Disparities in Dermatomyositis Management Based on Insurance Coverage
Main Article Content
Keywords
dermatomyositis, connective tissue disease, insurance, health policy, disparities
Abstract
Dermatomyositis (DM) is a complex, systemic connective tissue disease that requires prompt management and therapy. Previous studies have shown that public insurance enrollees utilize outpatient care less frequently, potentially leading to delayed care and increased disease severity. This retrospective study evaluated the relationship between insurance coverage, healthcare utilization, and therapeutic management in DM patients seen at the University of California Irvine Medical Center between January 2016 and June 2024. We identified 118 cases of adult-onset DM in which 41.6% (49/118) were privately insured, 33.1% (39/118) were enrolled in Medicare, and 25.4% (30/118) with Medicaid. Medicaid enrollees had significantly higher rates of emergent care and hospitalizations (p<0.001) and required sooner intravenous immunoglobulin (IVIg) and rituximab (RTX) (p=0.03). They also trialed fewer systemic agents prior to infusion therapy (IVIg p=0.02, RTX p=0.04). Medicare patients exhibited patterns more similar to those with private insurance. Though there were higher rates of Hispanic patients in the Medicaid cohort (p < 0.001), our results were independent of race/ethnicity.

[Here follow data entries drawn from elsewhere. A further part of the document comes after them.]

use tracing_subscriber::prelude::*;
use tracing_subscriber::{EnvFilter, fmt::{self, format::FmtSpan}};

/// Installs the global subscriber. `RUST_LOG` wins over `default_level`.
pub fn init(default_level: &str) {
    let env_filter = EnvFilter::try_from_default_env()
        .unwrap_or_else(|_| EnvFilter::new(default_level));

    // Stage spans report their duration on close when debugging.
    let is_debug = env_filter.to_string().contains("debug")
        || env_filter.to_string().contains("trace");

    let fmt_layer = fmt::layer()
        .with_target(false)
        .with_timer(fmt::time::uptime())
        .with_span_events(if is_debug {
            FmtSpan::CLOSE
        } else {
            FmtSpan::NONE
        });

    tracing_subscriber::registry()
        .with(env_filter)
        .with(fmt_layer)
        .init();
}
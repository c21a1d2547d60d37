use std::io::Write;

use image::RgbImage;

use crate::image_pipeline::common::error::Result;
use crate::image_pipeline::encode::types::OutputConfig;

pub trait PhotoWriter {
    fn write_image(&self, image: &RgbImage, output: &mut dyn Write, config: &OutputConfig) -> Result<()>;
}
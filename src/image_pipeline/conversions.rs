//! Pipeline conversions module
//!
//! Orchestrates decode, edit and encode for in-memory data, single files
//! and whole directories.

mod photo_editor;


pub use photo_editor::{BatchSummary, PhotoEditor};
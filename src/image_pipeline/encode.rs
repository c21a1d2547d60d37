//! Image encoding module
//!
//! Writes edited RGB images back out as JPEG or PNG.

mod writer;
mod standard_writer;
pub mod types;

pub use writer::PhotoWriter;
pub use standard_writer::StandardPhotoWriter;
pub use types::{OutputFormat, OutputConfig, OutputConfigBuilder};
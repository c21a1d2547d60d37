use std::collections::HashMap;
use std::io::Write;
use std::path::{Path, PathBuf};

use rayon::prelude::*;
use tracing::{error, info, instrument, warn};

use crate::image_pipeline::{
    common::error::{EditError, Result},
    decode::{PhotoReader, StandardPhotoReader},
    edit::{EditParameters, EditPipeline, FontProvider, SystemFontProvider},
    encode::{OutputConfig, PhotoWriter, StandardPhotoWriter},
};

/// Outcome of [`PhotoEditor::convert_dir`].
#[derive(Debug, Default)]
pub struct BatchSummary {
    /// Output files written
    pub converted: Vec<PathBuf>,
    /// Input files that could not be edited, with the reason
    pub failed: Vec<(PathBuf, EditError)>,
}

impl BatchSummary {
    pub fn is_clean(&self) -> bool {
        self.failed.is_empty()
    }
}

pub struct PhotoEditor<R: PhotoReader, W: PhotoWriter, F: FontProvider> {
    reader: R,
    writer: W,
    pipeline: EditPipeline<F>,
    config: OutputConfig,
}

impl PhotoEditor<StandardPhotoReader, StandardPhotoWriter, SystemFontProvider> {
    pub fn new(config: OutputConfig) -> Self {
        Self {
            reader: StandardPhotoReader,
            writer: StandardPhotoWriter,
            pipeline: EditPipeline::new(),
            config,
        }
    }
}

impl<R: PhotoReader, W: PhotoWriter, F: FontProvider> PhotoEditor<R, W, F> {
    pub fn with_custom(reader: R, writer: W, fonts: F, config: OutputConfig) -> Self {
        Self {
            reader,
            writer,
            pipeline: EditPipeline::with_font_provider(fonts),
            config,
        }
    }

    fn validate_dimensions(&self, width: u32, height: u32) -> Result<()> {
        if !self.config.validate_dimensions {
            return Ok(());
        }

        if width == 0 || height == 0 {
            return Err(EditError::InvalidDimensions(width, height));
        }

        if let Some(max) = self.config.max_dimension {
            if width > max || height > max {
                warn!("Image dimensions {}x{} exceed maximum {}", width, height, max);
                return Err(EditError::InvalidDimensions(width, height));
            }
        }

        Ok(())
    }

    #[instrument(skip_all, fields(input_size = input_data.len()))]
    pub fn convert(&self, input_data: &[u8], output: &mut dyn Write, params: &EditParameters) -> Result<()> {
        let decoded = {
            let _span = tracing::info_span!("decode").entered();
            self.reader.read_image(input_data)?
        };

        self.validate_dimensions(decoded.width(), decoded.height())?;

        let report = self.pipeline.apply_with_report(&decoded, params)?;
        if let Some(reason) = &report.font_fallback {
            warn!(%reason, "Watermark drawn with the built-in font");
        }

        {
            let _span = tracing::info_span!("encode", format = ?self.config.format).entered();
            self.writer.write_image(&report.image, output, &self.config)?;
        }

        Ok(())
    }

    #[instrument(skip(self, input_path, output_path, params))]
    pub fn convert_file<P: AsRef<Path>, Q: AsRef<Path>>(
        &self,
        input_path: P,
        output_path: Q,
        params: &EditParameters,
    ) -> Result<()> {
        let input_path = input_path.as_ref();
        let output_path = output_path.as_ref();

        info!(
            input = %input_path.display(),
            output = %output_path.display(),
            "Editing file"
        );

        let input_data = std::fs::read(input_path).map_err(|e| {
            EditError::InputReadError(format!("{}: {}", input_path.display(), e))
        })?;

        // Output is only created once encoding has succeeded.
        let mut encoded = Vec::new();
        self.convert(&input_data, &mut encoded, params)?;

        std::fs::write(output_path, &encoded).map_err(|e| {
            EditError::OutputWriteError(format!("{}: {}", output_path.display(), e))
        })?;

        Ok(())
    }

    /// `<dir>/<stem>_edited.<ext>` for the configured output format.
    pub fn output_path_for(&self, input_path: &Path, output_dir: &Path) -> PathBuf {
        let stem = input_path
            .file_stem()
            .map(|s| s.to_string_lossy().into_owned())
            .unwrap_or_else(|| "image".to_string());
        output_dir.join(format!("{}_edited.{}", stem, self.config.format.extension()))
    }

    /// Edits every regular, non-hidden file in `input_dir`, one pipeline
    /// call per file, in parallel. A file that fails is recorded in the
    /// summary and does not stop the batch.
    #[instrument(skip(self, input_dir, output_dir, params))]
    pub fn convert_dir<P: AsRef<Path>, Q: AsRef<Path>>(
        &self,
        input_dir: P,
        output_dir: Q,
        params: &EditParameters,
    ) -> Result<BatchSummary>
    where
        R: Sync,
        W: Sync,
        F: Sync,
    {
        let input_dir = input_dir.as_ref();
        let output_dir = output_dir.as_ref();

        let entries = std::fs::read_dir(input_dir).map_err(|e| {
            EditError::InputReadError(format!("{}: {}", input_dir.display(), e))
        })?;

        let mut inputs = Vec::new();
        for entry in entries {
            let path = entry?.path();
            let hidden = path
                .file_name()
                .is_some_and(|name| name.to_string_lossy().starts_with('.'));
            if path.is_file() && !hidden {
                inputs.push(path);
            }
        }
        inputs.sort();

        std::fs::create_dir_all(output_dir).map_err(|e| {
            EditError::OutputWriteError(format!("{}: {}", output_dir.display(), e))
        })?;

        info!(
            count = inputs.len(),
            input = %input_dir.display(),
            output = %output_dir.display(),
            "Editing directory"
        );

        // Inputs sharing a stem (a.png, a.jpg) map to the same output; the
        // first in sorted order wins, the rest are reported as failed.
        let mut summary = BatchSummary::default();
        let mut claimed: HashMap<PathBuf, PathBuf> = HashMap::new();
        let mut jobs = Vec::with_capacity(inputs.len());
        for input in inputs {
            let output = self.output_path_for(&input, output_dir);
            match claimed.get(&output) {
                Some(owner) => {
                    let e = EditError::OutputWriteError(format!(
                        "{}: already written for {}",
                        output.display(),
                        owner.display()
                    ));
                    warn!(input = %input.display(), error = %e, "Skipping duplicate output name");
                    summary.failed.push((input, e));
                }
                None => {
                    claimed.insert(output.clone(), input.clone());
                    jobs.push((input, output));
                }
            }
        }

        let results: Vec<_> = jobs
            .into_par_iter()
            .map(|(input, output)| {
                let result = self.convert_file(&input, &output, params);
                (input, output, result)
            })
            .collect();

        for (input, output, result) in results {
            match result {
                Ok(()) => summary.converted.push(output),
                Err(e) => {
                    error!(input = %input.display(), error = %e, "Edit failed");
                    summary.failed.push((input, e));
                }
            }
        }

        info!(
            converted = summary.converted.len(),
            failed = summary.failed.len(),
            "Directory complete"
        );
        Ok(summary)
    }

    pub fn pipeline(&self) -> &EditPipeline<F> {
        &self.pipeline
    }

    pub fn config(&self) -> &OutputConfig {
        &self.config
    }

    pub fn set_config(&mut self, config: OutputConfig) {
        self.config = config;
    }
}
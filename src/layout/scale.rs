use crate::foundation::core::PixelSize;

/// Sizing rules for the on-screen preview surface.
#[derive(Debug, Clone, Copy, PartialEq, Eq)]
pub struct PreviewOpts {
    /// Longest preview side in pixels.
    pub max_footprint: u32,
    /// Floor applied to each preview side.
    pub min_side: u32,
}

impl Default for PreviewOpts {
    fn default() -> Self {
        Self {
            max_footprint: 400,
            min_side: 50,
        }
    }
}

/// Preview surface size and the factor mapping export pixels onto it.
#[derive(Debug, Clone, Copy, PartialEq)]
pub struct PreviewScale {
    /// Pixel size of the preview surface.
    pub preview_size: PixelSize,
    /// Preview pixels per export pixel.
    pub scale_factor: f64,
}

/// Fit `canvas_size` into the preview footprint, preserving aspect ratio.
///
/// The long side is reduced to at most `max_footprint` (never enlarged), each side is floored at
/// `min_side`, and the scale factor is the smaller of the two per-axis ratios. An empty canvas
/// falls back to a factor of 1 on a `min_side` square.
pub fn resolve_preview_scale(canvas_size: PixelSize, opts: PreviewOpts) -> PreviewScale {
    if canvas_size.is_empty() {
        return PreviewScale {
            preview_size: PixelSize::new(opts.min_side.max(1), opts.min_side.max(1)),
            scale_factor: 1.0,
        };
    }

    let cw = f64::from(canvas_size.width);
    let ch = f64::from(canvas_size.height);
    let fit = (f64::from(opts.max_footprint) / cw.max(ch)).min(1.0);

    let side = |v: f64| -> u32 { ((v * fit).round() as u32).max(opts.min_side).max(1) };
    let preview_size = PixelSize::new(side(cw), side(ch));
    let scale_factor =
        (f64::from(preview_size.width) / cw).min(f64::from(preview_size.height) / ch);

    PreviewScale {
        preview_size,
        scale_factor,
    }
}

#[cfg(test)]
#[path = "../../tests/unit/layout/scale.rs"]
mod tests;
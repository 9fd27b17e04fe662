use super::*;
use serde_json::json;

#[test]
fn empty_object_takes_defaults() {
    let s = StyleParameters::from_json_value(json!({})).unwrap();
    assert_eq!(s, StyleParameters::default());
    assert_eq!(s.canvas_size, PixelSize::new(1080, 1350));
    assert_eq!(s.shadow.offset_y, 4.0);
    assert!(s.validate().is_ok());
}

#[test]
fn camel_case_fields_parse() {
    let s = StyleParameters::from_json_value(json!({
        "canvasSize": { "width": 1000, "height": 800 },
        "backgroundColor": "#123",
        "imageScale": 0.5,
        "imageOffset": { "x": -20.0, "y": 15.5 },
        "borderRadiusPercent": 12,
        "border": { "enabled": true, "widthPx": 10, "color": "#000000" },
        "shadow": { "offsetX": 2, "offsetY": 3, "blurPx": 4, "opacityPercent": 50 },
        "watermark": {
            "enabled": true,
            "text": "hello",
            "opacityPercent": 80,
            "sizePercent": 10,
            "color": "#fff",
            "fontFamily": "Georgia, serif",
            "position": "center"
        }
    }))
    .unwrap();

    assert_eq!(s.canvas_size, PixelSize::new(1000, 800));
    assert_eq!(s.image_offset, Vec2::new(-20.0, 15.5));
    assert!(s.border.is_active());
    assert_eq!(s.watermark.position, WatermarkPosition::Center);
    assert!(s.watermark.is_active());
}

#[test]
fn non_integer_canvas_size_is_a_field_error() {
    let err = StyleParameters::from_json_value(json!({
        "canvasSize": { "width": 100.5, "height": 100 }
    }))
    .unwrap_err();
    let msg = err.to_string();
    assert!(msg.contains("canvasSize.width: Integer required"), "{msg}");
}

#[test]
fn validate_reports_out_of_range_fields() {
    let mut s = StyleParameters::default();
    s.canvas_size.height = 9000;
    s.background_color = "red".to_owned();
    let msg = s.validate().unwrap_err().to_string();
    assert!(msg.contains("canvasSize.height: Max 8000px"));
    assert!(msg.contains("backgroundColor: Invalid hex"));
}

#[test]
fn activity_helpers_gate_on_enabled_and_content() {
    let mut w = WatermarkStyle {
        enabled: true,
        ..WatermarkStyle::default()
    };
    assert!(!w.is_active());
    w.text = "x".to_owned();
    assert!(w.is_active());

    let b = BorderStyle {
        enabled: true,
        width_px: 0.0,
        ..BorderStyle::default()
    };
    assert!(!b.is_active());
}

These findings suggest that barriers to outpatient care amongst Medicaid patients may lead to delays in disease recognition, resulting in increased reliance on emergent care and more rapid escalation to aggressive treatments. This study underscores the need for reform to promote equitable and timely care for all patients, particularly imperative in systemic diseases such as dermatomyositis.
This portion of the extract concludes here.